History 499 Senior Thesis
Focus: Europe, 1918-1939
Prof. Sackett
Office: COB 2053; phone: 262-4079 (office)
Course goal: completion of a senior thesis (app. 25-30 pp.) by each student, following the steps listed in the schedule below.
Note: Each student will have, in addition to the professor, a student referee responding to each assignment up to and including the rough draft; each student will in turn be assigned as a student referee for another student’s project.
Note: Since the students must keep the schedule in order to succeed in the course, students are referred to p. 4 of the Fall 2001 course schedule for information concerning withdrawal. Also, attendance is mandatory.
Basis for grade: 80% on final paper; 20% on prior assignments (esp. on performance as student referee).
Course book: (for reference – available at bookstore): Rampolla, A Pocket Guide to Writing in History (3rd ed.).
Note: Students will be given a list of possible general topics prepared by the professor including related initial primary documents or collections of documents (see appendix). They will choose one of these topics, or may choose a topic not on the list, but must assure the professor that this will not mean a delay in the completion of assignments.
Schedule
August 24: Introduction
August 31: For acquaintance with this period read and be prepared to discuss McKay, et. al., A History of Western Society (4th ed.), Vol. C, pp. 875-947 (4-hr reserve at the library). Following a general class discussion, each student will state (irrevocably) his/her topic and identify his/her related initial primary document (or collection of documents). Assignment of student referees to follow. Division of students into Group I and Group II.
Note: Students are to have a one-page paper to professor and student referee by Wednesday, September 5, at noon, containing brief answers to the eight questions.
- What is one theme/idea that you found in your primary document?
- What is another theme/idea that you found in your document?
- What is the historical situation or context to which your document refers?
- What is your question about this document? In other words, what would you like to know about it? (For example, who or what influenced its author(s)? Did its author(s) state similar ideas in other documents? Did other author(s) state similar or different ideas? Did this document influence the author(s) of other documents?) Be as general or specific as you care to be.

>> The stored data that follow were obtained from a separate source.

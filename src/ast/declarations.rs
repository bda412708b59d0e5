//! Definition nodes

use serde::{Deserialize, Serialize};

use super::{
    AltBlock, Block, Declarator, EnumValue, ErrorNode, ExecutionContext, Expression, Field,
    LengthSpec, ListExpr, Modifier, Name, NestedTemplate, Parameter, ParameterizedName,
    Reference, ReturnType, Span, TemplateRestriction, Visibility, WithAttributes,
};

#[derive(Debug, Clone, PartialEq, Serialize, Deserialize)]
pub enum Definition {
    Module(ModuleDef),
    Group(GroupDef),
    Function(FunctionDef),
    ExternalFunction(ExternalFunctionDef),
    Altstep(AltstepDef),
    Testcase(TestcaseDef),
    Configuration(ConfigurationDef),
    Control(ControlDef),
    AltstepType(AltstepTypeDef),
    TestcaseType(TestcaseTypeDef),
    FunctionType(FunctionTypeDef),
    Class(ClassDef),
    Component(ComponentDef),
    Constructor(ConstructorDef),
    Subtype(SubtypeDef),
    Structured(StructuredTypeDef),
    List(ListTypeDef),
    Map(MapTypeDef),
    Enumerated(EnumeratedDef),
    PortType(PortTypeDef),
    Signature(SignatureDef),
    Var(VarDecl),
    Const(VarDecl),
    ModulePar(VarDecl),
    Timer(TimerDecl),
    Port(PortDecl),
    Template(TemplateDef),
    Friend(FriendDef),
    Import(ImportDef),
    Mode(ModeDef),
    Error(ErrorNode),
}

#[derive(Debug, Clone, PartialEq, Serialize, Deserialize)]
pub struct ModuleDef {
    pub name: ParameterizedName,
    /// `language "TTCN-3:2018", ...`, strings as written
    pub language: Option<Vec<String>>,
    pub definitions: Vec<Definition>,
    pub attributes: Option<WithAttributes>,
    pub span: Span,
}

#[derive(Debug, Clone, PartialEq, Serialize, Deserialize)]
pub struct GroupDef {
    pub visibility: Option<Visibility>,
    pub name: ParameterizedName,
    pub definitions: Vec<Definition>,
    pub attributes: Option<WithAttributes>,
    pub span: Span,
}
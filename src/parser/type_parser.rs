//! Types, parameters, declarators and other clauses shared by definitions

use crate::ast::*;
use crate::lexer::Token;

use super::{ParseResult, Parser};
use crate::stack::ensure_sufficient_stack;

impl Parser {
    /// Types are references: `integer`, `M.T`, `List<T>`, `T[2]`
    pub(super) fn parse_type(&mut self) -> ParseResult<Reference> {
        ensure_sufficient_stack(|| self.parse_reference())
    }

    /// `@a @b ...`, possibly empty
    pub(crate) fn parse_modifiers(&mut self) -> Vec<Modifier> {
        let mut modifiers = Vec::new();
        while let Some(t) = self.tokens.get(self.current) {
            if !matches!(t.token, Token::Modifier(_)) {
                break;
            }
            modifiers.push(Modifier {
                text: t.text.clone(),
                span: t.span.clone().into(),
            });
            self.advance();
        }
        modifiers
    }

    /// A single modifier with this exact spelling
    pub(super) fn match_modifier(&mut self, text: &str) -> bool {
        if matches!(self.current_token(), Some(Token::Modifier(m)) if m == text) {
            self.advance();
            true
        } else {
            false
        }
    }

    pub(super) fn parse_template_restriction(&mut self) -> Option<TemplateRestriction> {
        let restriction = match self.current_token()? {
            Token::Omit => TemplateRestriction::Omit,
            Token::Value => TemplateRestriction::Value,
            Token::Present => TemplateRestriction::Present,
            _ => return None,
        };
        self.advance();
        Some(restriction)
    }

    /// `template`, `template (r)` or a bare restriction keyword
    pub(super) fn parse_nested_template(&mut self) -> ParseResult<Option<NestedTemplate>> {
        if self.match_token(&Token::Template) {
            let mut restriction = None;
            if self.match_token(&Token::LeftParen) {
                restriction = self.parse_template_restriction();
                if restriction.is_none() {
                    return Err(self.expected("`omit`, `value` or `present`"));
                }
                self.expect(Token::RightParen)?;
            }
            return Ok(Some(NestedTemplate::Template(restriction)));
        }
        Ok(self.parse_template_restriction().map(NestedTemplate::Restriction))
    }

    /// `( param, ... )`
    pub(crate) fn parse_parameters(&mut self) -> ParseResult<Vec<Parameter>> {
        self.expect(Token::LeftParen)?;
        let mut parameters = Vec::new();
        while !self.check(&Token::RightParen) && !self.is_at_end() {
            parameters.push(self.parse_parameter()?);
            if !self.match_token(&Token::Comma) {
                break;
            }
        }
        self.expect(Token::RightParen)?;
        Ok(parameters)
    }

    fn parse_parameter(&mut self) -> ParseResult<Parameter> {
        let start = self.current_span().start;
        let direction = self.parse_direction();
        let template_restriction = self.parse_nested_template()?;
        let ty = self.parse_type()?;
        let name = self.expect_identifier()?;
        let array_def = self.parse_array_def()?;
        let variadic = self.match_token(&Token::Ellipsis);
        let default = if self.match_token(&Token::Assign) {
            Some(self.parse_expression_internal()?)
        } else {
            None
        };
        Ok(Parameter {
            direction,
            template_restriction,
            ty,
            name,
            array_def,
            variadic,
            default,
            span: self.span_from(start),
        })
    }

    pub(super) fn parse_direction(&mut self) -> Option<Direction> {
        let direction = match self.current_token()? {
            Token::In => Direction::In,
            Token::Out => Direction::Out,
            Token::Inout => Direction::Inout,
            _ => return None,
        };
        self.advance();
        Some(direction)
    }

    /// `name` with optional `<in type T, ...>`
    pub(super) fn parse_parameterized_name(&mut self) -> ParseResult<ParameterizedName> {
        let name = self.expect_identifier()?;
        let type_parameters = if self.check(&Token::Less)
            && matches!(self.peek(1), Some(Token::In) | Some(Token::Greater))
        {
            Some(self.parse_type_parameters()?)
        } else {
            None
        };
        Ok(ParameterizedName {
            name,
            type_parameters,
        })
    }

    fn parse_type_parameters(&mut self) -> ParseResult<Vec<TypeParameter>> {
        self.expect(Token::Less)?;
        let mut parameters = Vec::new();
        while self.check(&Token::In) {
            parameters.push(self.parse_type_parameter()?);
            if !self.match_token(&Token::Comma) {
                break;
            }
        }
        self.expect(Token::Greater)?;
        Ok(parameters)
    }

    fn parse_type_parameter(&mut self) -> ParseResult<TypeParameter> {
        let start = self.current_span().start;
        self.expect(Token::In)?;
        let kind = if self.match_token(&Token::Type) {
            TypeParameterKind::TypeKeyword
        } else if self.match_token(&Token::Signature) {
            TypeParameterKind::SignatureKeyword
        } else {
            TypeParameterKind::Type(self.parse_type()?)
        };
        let name = self.expect_identifier()?;
        let default = if self.match_token(&Token::Assign) {
            Some(self.parse_type()?)
        } else {
            None
        };
        Ok(TypeParameter {
            kind,
            name,
            default,
            span: self.span_from(start),
        })
    }

    /// `return [template] T`, if present
    pub(crate) fn parse_return_type(&mut self) -> ParseResult<Option<ReturnType>> {
        if !self.check(&Token::Return) {
            return Ok(None);
        }
        let start = self.current_span().start;
        self.advance();
        let template_restriction = self.parse_nested_template()?;
        let ty = self.parse_type()?;
        Ok(Some(ReturnType {
            template_restriction,
            ty,
            span: self.span_from(start),
        }))
    }

    /// `runs on C`, `mtc M` and `system S`, each optional, in this order
    pub(crate) fn parse_execution_context(&mut self) -> ParseResult<ExecutionContext> {
        let mut context = ExecutionContext::default();
        if self.match_token(&Token::Runs) {
            self.expect(Token::On)?;
            context.runs_on = Some(self.parse_type()?);
        }
        if self.match_word("mtc") {
            context.mtc = Some(self.parse_type()?);
        }
        if self.match_word("system") {
            context.system = Some(self.parse_type()?);
        }
        Ok(context)
    }

    /// `exception ( refs )`, if present
    pub(crate) fn parse_exception_clause(&mut self) -> ParseResult<Option<Vec<Reference>>> {
        if !self.match_word("exception") {
            return Ok(None);
        }
        self.expect(Token::LeftParen)?;
        let references = self.parse_references()?;
        self.expect(Token::RightParen)?;
        Ok(Some(references))
    }

    /// `[e][e]...`, possibly empty
    pub(super) fn parse_array_def(&mut self) -> ParseResult<Vec<Expression>> {
        let mut dims = Vec::new();
        while self.match_token(&Token::LeftBracket) {
            dims.push(self.parse_expression_internal()?);
            self.expect(Token::RightBracket)?;
        }
        Ok(dims)
    }

    /// `length ( [lower ..] upper )`, if present
    pub(super) fn parse_length_spec(&mut self) -> ParseResult<Option<LengthSpec>> {
        if !self.check(&Token::Length) {
            return Ok(None);
        }
        let start = self.current_span().start;
        self.advance();
        self.expect(Token::LeftParen)?;
        let first = self.parse_boundary()?;
        let (lower, upper) = if self.match_token(&Token::DotDot) {
            (Some(first), self.parse_boundary()?)
        } else {
            (None, first)
        };
        self.expect(Token::RightParen)?;
        Ok(Some(LengthSpec {
            lower,
            upper,
            span: self.span_from(start),
        }))
    }

    fn parse_boundary(&mut self) -> ParseResult<Boundary> {
        let exclusive = self.match_token(&Token::Bang);
        let value = match self.current_token() {
            Some(Token::Number(n)) => {
                let n = n.clone();
                self.advance();
                BoundaryValue::Number(n)
            }
            _ => BoundaryValue::Reference(self.parse_reference()?),
        };
        Ok(Boundary { exclusive, value })
    }

    /// `(values)` constraint after a type or field, if present
    pub(super) fn parse_value_constraint(&mut self) -> ParseResult<Option<ListExpr>> {
        if self.check(&Token::LeftParen) {
            Ok(Some(self.parse_template_values()?))
        } else {
            Ok(None)
        }
    }

    /// Field of a record, set or union body
    pub(super) fn parse_field(&mut self) -> ParseResult<Field> {
        let start = self.current_span().start;
        let default = self.match_modifier("@default");
        let ty = self.parse_type()?;
        let name = if self.check_identifier() && !self.check_word("optional") {
            Some(self.expect_identifier()?)
        } else {
            None
        };
        let array_def = self.parse_array_def()?;
        let value_constraint = self.parse_value_constraint()?;
        let length_constraint = self.parse_length_spec()?;
        let optional = self.match_word("optional");
        Ok(Field {
            default,
            ty,
            name,
            array_def,
            value_constraint,
            length_constraint,
            optional,
            span: self.span_from(start),
        })
    }

    /// `{ field, ... }`
    pub(super) fn parse_fields(&mut self) -> ParseResult<Vec<Field>> {
        self.expect(Token::LeftBrace)?;
        let mut fields = Vec::new();
        while !self.check(&Token::RightBrace) && !self.is_at_end() {
            fields.push(self.parse_field()?);
            if !self.match_token(&Token::Comma) {
                break;
            }
        }
        self.expect(Token::RightBrace)?;
        Ok(fields)
    }

    /// `name := value, name[2], ...`, at least one
    pub(super) fn parse_declarators(&mut self) -> ParseResult<Vec<Declarator>> {
        let mut declarators = vec![self.parse_declarator()?];
        while self.match_token(&Token::Comma) {
            if !self.check_identifier() {
                break;
            }
            declarators.push(self.parse_declarator()?);
        }
        Ok(declarators)
    }

    fn parse_declarator(&mut self) -> ParseResult<Declarator> {
        let start = self.current_span().start;
        let name = self.parse_parameterized_name()?;
        let array_def = self.parse_array_def()?;
        let value = if self.match_token(&Token::Assign) {
            Some(self.parse_expression_internal()?)
        } else {
            None
        };
        Ok(Declarator {
            name,
            array_def,
            value,
            span: self.span_from(start),
        })
    }
}

#[cfg(test)]
mod tests {
    use crate::ast::*;
    use crate::lexer::tokenize;
    use crate::parser::Parser;
    use pretty_assertions::assert_eq;

    fn parser(source: &str) -> Parser {
        Parser::new(tokenize(source))
    }

    #[test]
    fn test_parameters() {
        let mut p = parser("(in template (present) T t, out integer a[2], inout X x := 1, integer rest ...)");
        let params = p.parse_parameters().unwrap();
        assert_eq!(params.len(), 4);
        assert_eq!(params[0].direction, Some(Direction::In));
        assert_eq!(
            params[0].template_restriction,
            Some(NestedTemplate::Template(Some(TemplateRestriction::Present)))
        );
        assert_eq!(params[1].array_def.len(), 1);
        assert!(params[2].default.is_some());
        assert!(params[3].variadic);
        assert!(p.is_finished());
    }

    #[test]
    fn test_length_spec_with_exclusive_bounds() {
        let mut p = parser("length(!1 .. MAX)");
        let spec = p.parse_length_spec().unwrap().unwrap();
        assert_eq!(
            spec.lower,
            Some(Boundary {
                exclusive: true,
                value: BoundaryValue::Number("1".to_string()),
            })
        );
        assert!(!spec.upper.exclusive);
        assert!(matches!(spec.upper.value, BoundaryValue::Reference(_)));
    }

    #[test]
    fn test_length_spec_requires_closing_paren() {
        let mut p = parser("length(5");
        assert!(p.parse_length_spec().is_err());
    }

    #[test]
    fn test_field_with_constraints() {
        let mut p = parser("@default integer f (1 .. 5) length(1) optional");
        let field = p.parse_field().unwrap();
        assert!(field.default);
        assert_eq!(field.name.map(|n| n.text), Some("f".to_string()));
        assert!(field.value_constraint.is_some());
        assert!(field.length_constraint.is_some());
        assert!(field.optional);
    }

    #[test]
    fn test_type_parameters() {
        let mut p = parser("Stack<in type T := integer, in signature S>");
        let name = p.parse_parameterized_name().unwrap();
        let params = name.type_parameters.unwrap();
        assert_eq!(params.len(), 2);
        assert_eq!(params[0].kind, TypeParameterKind::TypeKeyword);
        assert!(params[0].default.is_some());
        assert_eq!(params[1].kind, TypeParameterKind::SignatureKeyword);
    }

    #[test]
    fn test_execution_context() {
        let mut p = parser("runs on C mtc M system S");
        let ctx = p.parse_execution_context().unwrap();
        assert!(ctx.runs_on.is_some());
        assert!(ctx.mtc.is_some());
        assert!(ctx.system.is_some());
    }
}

- What is the title of another primary document, one that would help you answer the question stated in #4, or simply one that refers to the same historical situation or context (if not available in CU-Colorado Springs’ Kraemer Family Library or on Internet, please check with professor)?
- What is the title of a general secondary work covering your topic (must be available)?
- What is the title of a more specific secondary work covering your topic (must be available)?
- Who, by the way, is the author of your document? Be brief.
September 7: Group I students to state their answers to the eight questions briefly; student referees to deliver their responses orally (2-min. maximum).
September 14:
Group II same.
Note: Students are to have one-page preliminary project statement
to professor and student referee by Wednesday, September 19, at noon. This
statement should refer to the initial primary document and to the
other primary document named in answer 5). The statement
should include a refinement of question in answer 4).
September 21: Group I students to present their preliminary project statement (3-min. maximum); student referees to deliver their responses orally (2-min. maximum). Professor and student referees to focus upon project’s coherence, feasibility, and possibilities for enlargement.
September 28: Group II students same.
October 5: No meeting. Students work ahead on annotated bibliography.
Note: Students are to have annotated bibliography, divided into
primary and secondary sources, to professor and student referee by Wednesday,
October 10 at noon.
October 12: Group I students to receive professor’s and student referee’s response (2-min. maximum) to annotated bibliography. The issue is: does the annotated bibliography enable the student to answer the question as refined in the preliminary project statement? Also, are the items on the annotated bibliography available?
October 19: Group II students same.
October 26: No meeting. Students should be reading materials and giving structure to their projects.
November 2: Brief meeting to discuss upcoming 2 pp. Second
project statement with outline. Students should be reading materials,
giving structure to their projects, and preparing second project statement
with outline.
Note: Students are to have 2-pp. Second project statement with outline
to professor and student referee by Wednesday, November 7 at noon.
November 9: Group I and II students to receive professor’s and student referee’s response (1-min. maximum) to second project statement with outline.
November 16: No meeting. Students to be writing rough draft (at least 20 pp.).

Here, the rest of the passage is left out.